Fabryka Samochodów Osobowych "Syrena" w Kutnie is a Polish car manufacturer that described itself as a successor of FSO and FSM. Plans included the development and manufacture of limited production, retro-style vehicles, referencing well known Polish cars such as the FSO Syrena, FSO Polonez, ZSD Nysa, Mikrus MR-300 and FSO Warszawa.

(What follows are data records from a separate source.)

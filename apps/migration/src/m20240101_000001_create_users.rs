use sea_orm_migration::prelude::*;

#[derive(DeriveMigrationName)]
pub struct Migration;

#[async_trait::async_trait]
impl MigrationTrait for Migration {
    async fn up(&self, manager: &SchemaManager) -> Result<(), DbErr> {
        manager
            .create_table(
                Table::create()
                    .table(Users::Table)
                    .if_not_exists()
                    .col(ColumnDef::new(Users::Id).uuid().not_null().primary_key())
                    .col(
                        ColumnDef::new(Users::Username)
                            .string_len(32)
                            .not_null()
                            .unique_key(),
                    )
                    .col(ColumnDef::new(Users::Email).string().not_null().unique_key())
                    .col(ColumnDef::new(Users::PasswordHash).string().not_null())
                    .col(
                        ColumnDef::new(Users::CreatedAt)
                            .timestamp_with_time_zone()
                            .not_null(),
                    )
                    .col(
                        ColumnDef::new(Users::UpdatedAt)
                            .timestamp_with_time_zone()
                            .not_null(),
                    )
                    .to_owned(),
            )
            .await
    }

    async fn down(&self, manager: &SchemaManager) -> Result<(), DbErr> {
        manager
            .drop_table(Table::drop().table(Users::Table).to_owned())
            .await
    }
}

#[derive(DeriveIden)]
pub(crate) enum Users {
    Table,
    Id,
    Username,
    Email,
    PasswordHash,
    CreatedAt,
    UpdatedAt,
}
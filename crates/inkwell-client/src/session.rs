//! Client session: who is logged in, and with which bearer token.
//!
//! The state is a small tagged machine:
//!
//! ```text
//! Unauthenticated --login/register--> Authenticated
//! Hydrating --current_user ok--> Authenticated
//! Hydrating --any failure-----> Unauthenticated (persisted token removed)
//! Authenticated --logout------> Unauthenticated
//! ```
//!
//! Every mutating call writes the state once, when its request completes, so
//! the last completed call wins.

use std::sync::Arc;

use parking_lot::RwLock;

use inkwell_shared::dto::{AuthResponse, LoginRequest, RegisterUserRequest, UserResponse};

use crate::api::AuthApi;
use crate::error::ClientError;
use crate::storage::{TOKEN_KEY, TokenStore};

#[derive(Debug, Clone, PartialEq, Eq)]
pub enum SessionState {
    Unauthenticated,
    /// A persisted token was found and is being checked against the server.
    Hydrating { token: String },
    Authenticated { token: String, user: UserResponse },
}

impl SessionState {
    pub fn is_authenticated(&self) -> bool {
        matches!(self, SessionState::Authenticated { .. })
    }

    pub fn is_loading(&self) -> bool {
        matches!(self, SessionState::Hydrating { .. })
    }

    pub fn current_user(&self) -> Option<&UserResponse> {
        match self {
            SessionState::Authenticated { user, .. } => Some(user),
            _ => None,
        }
    }

    /// Token usable for authenticated requests; `None` until hydration succeeds.
    pub fn token(&self) -> Option<&str> {
        match self {
            SessionState::Authenticated { token, .. } => Some(token),
            _ => None,
        }
    }
}

pub struct SessionManager {
    api: Arc<dyn AuthApi>,
    store: Arc<dyn TokenStore>,
    state: RwLock<SessionState>,
}

impl SessionManager {
    /// Starts `Hydrating` when the store holds a token, else `Unauthenticated`.
    pub fn new(api: Arc<dyn AuthApi>, store: Arc<dyn TokenStore>) -> Self {
        let state = match store.get(TOKEN_KEY) {
            Ok(Some(token)) if !token.is_empty() => SessionState::Hydrating { token },
            Ok(_) => SessionState::Unauthenticated,
            Err(e) => {
                tracing::warn!(error = %e, "Could not read persisted token");
                SessionState::Unauthenticated
            }
        };

        Self {
            api,
            store,
            state: RwLock::new(state),
        }
    }

    pub fn snapshot(&self) -> SessionState {
        self.state.read().clone()
    }

    pub fn current_user(&self) -> Option<UserResponse> {
        self.state.read().current_user().cloned()
    }

    pub fn token(&self) -> Option<String> {
        self.state.read().token().map(str::to_string)
    }

    /// Resolve a persisted token to its user. Fails closed: on any error the
    /// token is dropped and the session becomes unauthenticated. A login,
    /// register or logout that completes first supersedes the result.
    pub async fn hydrate(&self) -> SessionState {
        let token = match &*self.state.read() {
            SessionState::Hydrating { token } => token.clone(),
            other => return other.clone(),
        };

        let result = self.api.current_user(&token).await;

        let mut state = self.state.write();
        let still_hydrating =
            matches!(&*state, SessionState::Hydrating { token: t } if *t == token);
        if !still_hydrating {
            tracing::debug!("Hydration superseded");
            return state.clone();
        }

        *state = match result {
            Ok(user) => {
                tracing::debug!(user_id = %user.id, "Session restored");
                SessionState::Authenticated { token, user }
            }
            Err(e) => {
                tracing::info!(error = %e, "Persisted token rejected");
                if let Err(e) = self.store.remove(TOKEN_KEY) {
                    tracing::warn!(error = %e, "Could not remove persisted token");
                }
                SessionState::Unauthenticated
            }
        };
        state.clone()
    }

    /// On failure the state is left untouched.
    pub async fn login(&self, credentials: &LoginRequest) -> Result<UserResponse, ClientError> {
        let auth = self.api.login(credentials).await?;
        Ok(self.establish(auth))
    }

    /// Registration logs the new account in.
    pub async fn register(&self, user: &RegisterUserRequest) -> Result<UserResponse, ClientError> {
        let auth = self.api.register(user).await?;
        Ok(self.establish(auth))
    }

    pub fn logout(&self) {
        if let Err(e) = self.store.remove(TOKEN_KEY) {
            tracing::warn!(error = %e, "Could not remove persisted token");
        }
        *self.state.write() = SessionState::Unauthenticated;
    }

    fn establish(&self, auth: AuthResponse) -> UserResponse {
        if let Err(e) = self.store.set(TOKEN_KEY, &auth.token) {
            tracing::warn!(error = %e, "Could not persist token");
        }

        let user = auth.user;
        tracing::debug!(user_id = %user.id, "Session established");
        *self.state.write() = SessionState::Authenticated {
            token: auth.token,
            user: user.clone(),
        };
        user
    }
}
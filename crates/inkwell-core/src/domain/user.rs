use chrono::{DateTime, Utc};
use serde::{Deserialize, Serialize};
use uuid::Uuid;

/// User entity - an account that can author posts.
#[derive(Debug, Clone, Serialize, Deserialize)]
pub struct User {
    pub id: Uuid,
    pub username: String,
    pub email: String,
    #[serde(skip_serializing)]
    pub password_hash: String,
    pub created_at: DateTime<Utc>,
    pub updated_at: DateTime<Utc>,
}

impl User {
    /// Create a new user with generated ID and timestamps.
    pub fn new(username: String, email: String, password_hash: String) -> Self {
        let now = Utc::now();
        Self {
            id: Uuid::new_v4(),
            username,
            email,
            password_hash,
            created_at: now,
            updated_at: now,
        }
    }
}
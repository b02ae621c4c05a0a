use async_trait::async_trait;
use uuid::Uuid;

use crate::domain::{Post, PostFilter, User};
use crate::error::RepoError;

/// Generic repository trait defining standard CRUD operations.
#[async_trait]
pub trait BaseRepository<T, ID>: Send + Sync {
    /// Find an entity by its unique ID.
    async fn find_by_id(&self, id: ID) -> Result<Option<T>, RepoError>;

    /// Insert a new entity. Fails with `Constraint` on a unique-key clash.
    async fn insert(&self, entity: T) -> Result<T, RepoError>;

    /// Overwrite an existing entity. Fails with `NotFound` if it is gone.
    async fn update(&self, entity: T) -> Result<T, RepoError>;

    /// Delete an entity by its ID. Fails with `NotFound` if nothing was removed.
    async fn delete(&self, id: ID) -> Result<(), RepoError>;
}

/// User repository with domain-specific methods.
#[async_trait]
pub trait UserRepository: BaseRepository<User, Uuid> {
    /// Find a user by their email address.
    async fn find_by_email(&self, email: &str) -> Result<Option<User>, RepoError>;

    /// Find a user by their username.
    async fn find_by_username(&self, username: &str) -> Result<Option<User>, RepoError>;

    /// Fetch every user whose id is in `ids`. Unknown ids are skipped.
    async fn find_by_ids(&self, ids: &[Uuid]) -> Result<Vec<User>, RepoError>;
}

/// Post repository.
#[async_trait]
pub trait PostRepository: BaseRepository<Post, Uuid> {
    /// Find a post by its slug.
    async fn find_by_slug(&self, slug: &str) -> Result<Option<Post>, RepoError>;

    /// Published posts matching the filter, newest first, one page.
    async fn list_published(&self, filter: &PostFilter) -> Result<Vec<Post>, RepoError>;
}
//! Application configuration loaded from environment variables.

use std::env;

use inkwell_core::domain::PostFilter;
use inkwell_infra::JwtConfig;
use inkwell_infra::database::DatabaseConfig;

/// Application configuration.
#[derive(Debug, Clone)]
pub struct AppConfig {
    pub host: String,
    pub port: u16,
    /// `None` runs the server on in-memory repositories.
    pub database: Option<DatabaseConfig>,
    pub jwt: JwtConfig,
    pub default_page_size: u64,
}

impl AppConfig {
    /// Load configuration from environment variables.
    pub fn from_env() -> Self {
        let database = env::var("DATABASE_URL")
            .ok()
            .filter(|url| !url.trim().is_empty())
            .map(|url| {
                let mut config = DatabaseConfig::new(url);
                config.max_connections = parse_var("DB_MAX_CONNECTIONS", 100);
                config.min_connections = parse_var("DB_MIN_CONNECTIONS", 10);
                config
            });

        Self {
            host: env::var("HOST").unwrap_or_else(|_| "127.0.0.1".to_string()),
            port: parse_var("PORT", 8080),
            database,
            jwt: JwtConfig::from_env(),
            default_page_size: parse_var("DEFAULT_PAGE_SIZE", PostFilter::DEFAULT_PAGE_SIZE),
        }
    }
}

fn parse_var<T: std::str::FromStr>(key: &str, default: T) -> T {
    env::var(key)
        .ok()
        .and_then(|s| s.parse().ok())
        .unwrap_or(default)
}
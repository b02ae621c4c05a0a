//! Domain entities - the core business objects.

mod post;
mod slug;
mod user;

pub use post::{AuthorSummary, Category, NewPost, Post, PostChanges, PostFilter, PostStatus, PostView};
pub use slug::slugify;
pub use user::User;
//! Argon2 password hashing implementation.

use argon2::{
    Algorithm, Argon2, Params, Version,
    password_hash::{
        self, PasswordHash, PasswordHasher, PasswordVerifier, SaltString, rand_core::OsRng,
    },
};

use inkwell_core::ports::{AuthError, PasswordService};

/// Argon2id password service. Hashes are PHC strings, so verification reads
/// the cost parameters from the stored hash rather than from `self`.
pub struct Argon2PasswordService {
    argon2: Argon2<'static>,
}

impl Argon2PasswordService {
    /// Service with the crate's recommended default cost.
    pub fn new() -> Self {
        Self {
            argon2: Argon2::default(),
        }
    }

    /// Service with explicit cost; `memory_kib` and `iterations` follow
    /// the Argon2 `m_cost`/`t_cost` parameters.
    pub fn with_cost(memory_kib: u32, iterations: u32) -> Result<Self, AuthError> {
        let params = Params::new(memory_kib, iterations, 1, None)
            .map_err(|e| AuthError::HashingError(e.to_string()))?;

        Ok(Self {
            argon2: Argon2::new(Algorithm::Argon2id, Version::V0x13, params),
        })
    }
}

impl Default for Argon2PasswordService {
    fn default() -> Self {
        Self::new()
    }
}

impl PasswordService for Argon2PasswordService {
    fn hash(&self, password: &str) -> Result<String, AuthError> {
        let salt = SaltString::generate(&mut OsRng);

        self.argon2
            .hash_password(password.as_bytes(), &salt)
            .map(|h| h.to_string())
            .map_err(|e| AuthError::HashingError(e.to_string()))
    }

    fn verify(&self, password: &str, hash: &str) -> Result<bool, AuthError> {
        let parsed_hash =
            PasswordHash::new(hash).map_err(|e| AuthError::HashingError(e.to_string()))?;

        match self
            .argon2
            .verify_password(password.as_bytes(), &parsed_hash)
        {
            Ok(()) => Ok(true),
            Err(password_hash::Error::Password) => Ok(false),
            Err(e) => Err(AuthError::HashingError(e.to_string())),
        }
    }
}

#[cfg(test)]
mod tests {
    use super::*;

    fn fast() -> Argon2PasswordService {
        Argon2PasswordService::with_cost(1024, 1).unwrap()
    }

    #[test]
    fn test_hash_and_verify() {
        let service = fast();
        let password = "secure_password_123";

        let hash = service.hash(password).unwrap();
        assert!(hash.starts_with("$argon2id$"));
        assert!(service.verify(password, &hash).unwrap());
        assert!(!service.verify("wrong_password", &hash).unwrap());
    }

    #[test]
    fn test_verify_reads_cost_from_hash() {
        let hash = fast().hash("secret1").unwrap();
        assert!(Argon2PasswordService::new().verify("secret1", &hash).unwrap());
    }

    #[test]
    fn test_verify_rejects_malformed_hash() {
        let err = fast().verify("secret1", "not-a-phc-string").unwrap_err();
        assert!(matches!(err, AuthError::HashingError(_)));
    }

    #[test]
    fn test_invalid_cost_is_rejected() {
        assert!(Argon2PasswordService::with_cost(1, 0).is_err());
    }
}
//! Application services - the workflows that sit on top of the ports.

mod accounts;
mod posts;

pub use accounts::{AccountService, AuthSession, RegisterInput};
pub use posts::PostService;
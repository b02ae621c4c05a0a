//! Migration CLI tool.
//!
//! Reads `DATABASE_URL` (from the environment or `.env`) and accepts the
//! standard SeaORM subcommands: `up`, `down`, `status`, `fresh`, `refresh`,
//! `reset`.

use sea_orm_migration::prelude::*;

#[tokio::main]
async fn main() {
    dotenvy::dotenv().ok();

    tracing_subscriber::fmt().with_env_filter("info").init();

    cli::run_cli(migration::Migrator).await;
}
//! JWT token service implementation.

use chrono::{TimeDelta, Utc};
use jsonwebtoken::{DecodingKey, EncodingKey, Header, Validation, decode, encode};
use serde::{Deserialize, Serialize};
use uuid::Uuid;

use inkwell_core::ports::{AuthError, TokenClaims, TokenService};

const DEFAULT_SECRET: &str = "change-me-in-production";

/// JWT token service configuration.
#[derive(Debug, Clone)]
pub struct JwtConfig {
    pub secret: String,
    pub expiration_hours: i64,
    pub issuer: String,
}

impl Default for JwtConfig {
    fn default() -> Self {
        Self {
            secret: DEFAULT_SECRET.to_string(),
            expiration_hours: 24,
            issuer: "inkwell-api".to_string(),
        }
    }
}

impl JwtConfig {
    /// Load from `JWT_SECRET`, `JWT_EXPIRATION_HOURS` and `JWT_ISSUER`.
    pub fn from_env() -> Self {
        let defaults = Self::default();
        let secret = std::env::var("JWT_SECRET").unwrap_or(defaults.secret);

        // Warn if using default secret in production
        if secret == DEFAULT_SECRET {
            let is_production = std::env::var("RUST_ENV")
                .map(|v| v == "production" || v == "prod")
                .unwrap_or(false);

            if is_production {
                tracing::error!(
                    "SECURITY: Using default JWT secret in production! Set JWT_SECRET environment variable."
                );
            } else {
                tracing::warn!("Using default JWT secret. Set JWT_SECRET for production use.");
            }
        }

        Self {
            secret,
            expiration_hours: std::env::var("JWT_EXPIRATION_HOURS")
                .ok()
                .and_then(|s| s.parse().ok())
                .unwrap_or(defaults.expiration_hours),
            issuer: std::env::var("JWT_ISSUER").unwrap_or(defaults.issuer),
        }
    }
}

/// Internal JWT claims structure for serialization.
#[derive(Debug, Serialize, Deserialize)]
struct Claims {
    sub: String, // user_id
    username: String,
    email: String,
    exp: i64,    // expiration timestamp
    iat: i64,    // issued at
    iss: String, // issuer
}

/// JWT-based token service.
pub struct JwtTokenService {
    encoding_key: EncodingKey,
    decoding_key: DecodingKey,
    config: JwtConfig,
}

impl JwtTokenService {
    pub fn new(config: JwtConfig) -> Self {
        let encoding_key = EncodingKey::from_secret(config.secret.as_bytes());
        let decoding_key = DecodingKey::from_secret(config.secret.as_bytes());

        Self {
            encoding_key,
            decoding_key,
            config,
        }
    }

    pub fn from_env() -> Self {
        Self::new(JwtConfig::from_env())
    }
}

impl TokenService for JwtTokenService {
    fn generate_token(
        &self,
        user_id: Uuid,
        username: &str,
        email: &str,
    ) -> Result<String, AuthError> {
        let now = Utc::now();
        let exp = now + TimeDelta::hours(self.config.expiration_hours);

        let claims = Claims {
            sub: user_id.to_string(),
            username: username.to_string(),
            email: email.to_string(),
            exp: exp.timestamp(),
            iat: now.timestamp(),
            iss: self.config.issuer.clone(),
        };

        encode(&Header::default(), &claims, &self.encoding_key)
            .map_err(|e| AuthError::TokenCreation(e.to_string()))
    }

    fn validate_token(&self, token: &str) -> Result<TokenClaims, AuthError> {
        let mut validation = Validation::default();
        validation.set_issuer(&[&self.config.issuer]);

        let token_data = decode::<Claims>(token, &self.decoding_key, &validation).map_err(|e| {
            match e.kind() {
                jsonwebtoken::errors::ErrorKind::ExpiredSignature => AuthError::TokenExpired,
                _ => AuthError::InvalidToken(e.to_string()),
            }
        })?;

        let user_id = Uuid::parse_str(&token_data.claims.sub)
            .map_err(|e| AuthError::InvalidToken(e.to_string()))?;

        Ok(TokenClaims {
            user_id,
            username: token_data.claims.username,
            email: token_data.claims.email,
            exp: token_data.claims.exp,
        })
    }
}
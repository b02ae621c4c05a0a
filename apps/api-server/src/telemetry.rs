//! Telemetry initialization.

use tracing_subscriber::{EnvFilter, layer::SubscriberExt, util::SubscriberInitExt};

/// Telemetry configuration.
#[derive(Debug, Clone)]
pub struct TelemetryConfig {
    /// Enable JSON logging (for production).
    pub json_logs: bool,
    /// Service name recorded on startup.
    pub service_name: String,
}

impl Default for TelemetryConfig {
    fn default() -> Self {
        Self {
            json_logs: false,
            service_name: "inkwell-api".to_string(),
        }
    }
}

impl TelemetryConfig {
    /// Load configuration from environment variables.
    pub fn from_env() -> Self {
        Self {
            json_logs: std::env::var("LOG_FORMAT")
                .map(|v| v.to_lowercase() == "json")
                .unwrap_or(false),
            service_name: std::env::var("OTEL_SERVICE_NAME")
                .unwrap_or_else(|_| "inkwell-api".to_string()),
        }
    }
}

/// Install the global subscriber. `RUST_LOG` overrides the default filter.
pub fn init_telemetry(config: &TelemetryConfig) {
    let env_filter = EnvFilter::try_from_default_env().unwrap_or_else(|_| {
        EnvFilter::new("info,api_server=debug,inkwell_core=debug,inkwell_infra=debug")
    });

    if config.json_logs {
        tracing_subscriber::registry()
            .with(env_filter)
            .with(tracing_subscriber::fmt::layer().json())
            .init();
    } else {
        tracing_subscriber::registry()
            .with(env_filter)
            .with(tracing_subscriber::fmt::layer().pretty())
            .init();
    }

    tracing::info!(
        service = %config.service_name,
        json_logs = config.json_logs,
        "Telemetry initialized"
    );
}
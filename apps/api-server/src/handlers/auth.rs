//! Authentication handlers.

use actix_web::{HttpResponse, web};

use inkwell_core::domain::User;
use inkwell_core::services::{AuthSession, RegisterInput};
use inkwell_shared::dto::{AuthResponse, LoginRequest, RegisterUserRequest, UserResponse};

use crate::middleware::auth::Identity;
use crate::middleware::error::AppResult;
use crate::state::AppState;

pub(crate) fn user_response(user: &User) -> UserResponse {
    UserResponse {
        id: user.id,
        username: user.username.clone(),
        email: user.email.clone(),
    }
}

fn auth_response(session: AuthSession) -> AuthResponse {
    AuthResponse {
        user: user_response(&session.user),
        token: session.token,
    }
}

/// POST /api/auth/register
pub async fn register(
    state: web::Data<AppState>,
    body: web::Json<RegisterUserRequest>,
) -> AppResult<HttpResponse> {
    let req = body.into_inner();

    let session = state
        .accounts
        .register(RegisterInput {
            username: req.username,
            email: req.email,
            password: req.password,
        })
        .await?;

    Ok(HttpResponse::Created().json(auth_response(session)))
}

/// POST /api/auth/login
pub async fn login(
    state: web::Data<AppState>,
    body: web::Json<LoginRequest>,
) -> AppResult<HttpResponse> {
    let req = body.into_inner();
    let session = state.accounts.login(&req.email, &req.password).await?;

    Ok(HttpResponse::Ok().json(auth_response(session)))
}

/// GET /api/auth/me - Protected route
pub async fn me(state: web::Data<AppState>, identity: Identity) -> AppResult<HttpResponse> {
    let user = state.accounts.current_user(identity.user_id).await?;
    Ok(HttpResponse::Ok().json(user_response(&user)))
}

In 2017, the company received over PLN 4.6 million from the National Center for Research and Development under their INNOMOTO program. The company developed the Vosco S106 petrol-powered hatchback, obtaining approval for it in 2018 (the previous Polish car that received approval was the FSO Polonez). The next step for the company is to be the development of an electric vehicle based purely on research and development from within the company.

== Vehicles ==

- Vosco S106
- Vosco S106 EV

== Electric car ==
The Vosco S106EV model, which is currently undergoing road tests, and whose appearance refers to the Syrena that was once produced, is equipped with an engine with a nominal power of 115 kW (approx. 156 HP) with the option of a sport mode (175 kW, 240 HP). The engine will be powered by batteries with a capacity of 31.5 kWh, which, when driving in mixed mode, will allow the vehicle to travel over 200 km on a single charge (in the future, the range will be increased to up to 250 km). The vehicle is equipped with a Combo2 connector that enables charging with direct current, which, with a standard charger with a power of approximately 30 kW, will allow the battery to be replenished within an hour. The cars are also to be equipped with an on-board charger with a power of 3.3 kW, which will charge the car from a home socket in approximately 10–11 hours. The start of mass production was planned for 2021.